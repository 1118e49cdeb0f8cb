pub mod analysis;
pub mod auth;
pub mod error;
pub mod repository;
pub mod session;

// Re-export common error type
pub use error::WorkflowError;
use anyhow::Result;

use crate::app::App;

pub async fn run(app: &App) -> Result<i32> {
    // Restore first so a token persisted by an earlier process is passed to
    // the best-effort remote logout.
    app.session_store.restore().await;
    app.account.logout().await?;
    println!("Logged out.");
    Ok(0)
}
****************************************
What the task asks: Write out the lines above from the one containing "app.account.logout().await?;" through the last, exactly as they are.

Result of this task:
    app.account.logout().await?;
    println!("Logged out.");
    Ok(0)
}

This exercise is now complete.